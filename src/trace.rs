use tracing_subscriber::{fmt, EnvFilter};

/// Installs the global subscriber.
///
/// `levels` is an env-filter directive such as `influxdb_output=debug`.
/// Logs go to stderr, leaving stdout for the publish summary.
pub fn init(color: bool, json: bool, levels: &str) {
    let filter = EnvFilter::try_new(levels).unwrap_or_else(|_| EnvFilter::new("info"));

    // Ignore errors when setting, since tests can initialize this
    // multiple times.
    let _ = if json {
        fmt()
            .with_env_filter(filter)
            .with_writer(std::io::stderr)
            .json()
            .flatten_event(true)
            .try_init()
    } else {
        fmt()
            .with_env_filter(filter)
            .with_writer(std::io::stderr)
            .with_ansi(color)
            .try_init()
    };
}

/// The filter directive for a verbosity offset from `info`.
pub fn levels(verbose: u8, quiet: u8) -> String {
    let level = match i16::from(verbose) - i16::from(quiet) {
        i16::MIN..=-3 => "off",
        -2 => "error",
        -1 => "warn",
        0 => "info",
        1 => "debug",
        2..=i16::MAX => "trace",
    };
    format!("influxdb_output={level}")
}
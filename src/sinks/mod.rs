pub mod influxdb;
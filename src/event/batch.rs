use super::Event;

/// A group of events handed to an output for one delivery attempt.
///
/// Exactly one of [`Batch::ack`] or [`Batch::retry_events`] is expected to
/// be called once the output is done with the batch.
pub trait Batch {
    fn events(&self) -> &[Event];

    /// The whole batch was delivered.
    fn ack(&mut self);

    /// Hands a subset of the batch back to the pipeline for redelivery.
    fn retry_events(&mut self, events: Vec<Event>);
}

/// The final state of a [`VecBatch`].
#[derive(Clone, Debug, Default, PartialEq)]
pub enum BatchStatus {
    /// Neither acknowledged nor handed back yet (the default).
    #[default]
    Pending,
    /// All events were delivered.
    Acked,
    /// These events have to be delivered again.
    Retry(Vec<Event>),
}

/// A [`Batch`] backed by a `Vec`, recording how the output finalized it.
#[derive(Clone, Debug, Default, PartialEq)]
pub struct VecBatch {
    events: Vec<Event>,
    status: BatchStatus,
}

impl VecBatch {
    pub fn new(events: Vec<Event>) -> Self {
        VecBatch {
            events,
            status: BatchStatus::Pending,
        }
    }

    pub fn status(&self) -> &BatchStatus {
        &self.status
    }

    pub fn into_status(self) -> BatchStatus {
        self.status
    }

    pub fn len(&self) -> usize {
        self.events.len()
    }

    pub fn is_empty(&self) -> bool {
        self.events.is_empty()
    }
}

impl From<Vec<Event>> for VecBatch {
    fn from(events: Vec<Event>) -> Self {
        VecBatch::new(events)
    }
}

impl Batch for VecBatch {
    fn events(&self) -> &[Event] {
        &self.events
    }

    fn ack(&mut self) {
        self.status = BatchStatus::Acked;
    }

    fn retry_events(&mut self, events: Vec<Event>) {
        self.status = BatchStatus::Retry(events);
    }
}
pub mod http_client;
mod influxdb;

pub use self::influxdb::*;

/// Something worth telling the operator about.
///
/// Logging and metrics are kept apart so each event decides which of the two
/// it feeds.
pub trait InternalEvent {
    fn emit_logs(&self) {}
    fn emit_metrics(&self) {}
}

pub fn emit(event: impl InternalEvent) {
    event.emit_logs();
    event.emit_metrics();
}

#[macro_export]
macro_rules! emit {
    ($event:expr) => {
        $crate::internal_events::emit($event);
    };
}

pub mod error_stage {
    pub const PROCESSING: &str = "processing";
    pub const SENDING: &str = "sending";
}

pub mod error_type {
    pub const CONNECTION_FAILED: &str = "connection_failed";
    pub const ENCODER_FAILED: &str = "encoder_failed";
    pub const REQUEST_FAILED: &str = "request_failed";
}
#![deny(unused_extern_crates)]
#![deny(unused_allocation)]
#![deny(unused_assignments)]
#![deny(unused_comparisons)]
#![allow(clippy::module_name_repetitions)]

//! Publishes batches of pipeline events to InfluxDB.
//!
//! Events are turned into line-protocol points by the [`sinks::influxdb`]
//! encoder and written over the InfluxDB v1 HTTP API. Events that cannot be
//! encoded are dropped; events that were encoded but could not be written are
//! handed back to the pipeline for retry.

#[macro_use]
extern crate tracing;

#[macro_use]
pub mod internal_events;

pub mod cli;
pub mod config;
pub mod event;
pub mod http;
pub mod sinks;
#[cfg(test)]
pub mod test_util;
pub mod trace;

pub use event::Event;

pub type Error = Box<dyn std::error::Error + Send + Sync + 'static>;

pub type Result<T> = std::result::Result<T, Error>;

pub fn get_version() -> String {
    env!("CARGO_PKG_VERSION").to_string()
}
============================================================
Give the number of lines in the records that hold the word "directive", with no other words.

Reply to the task:
2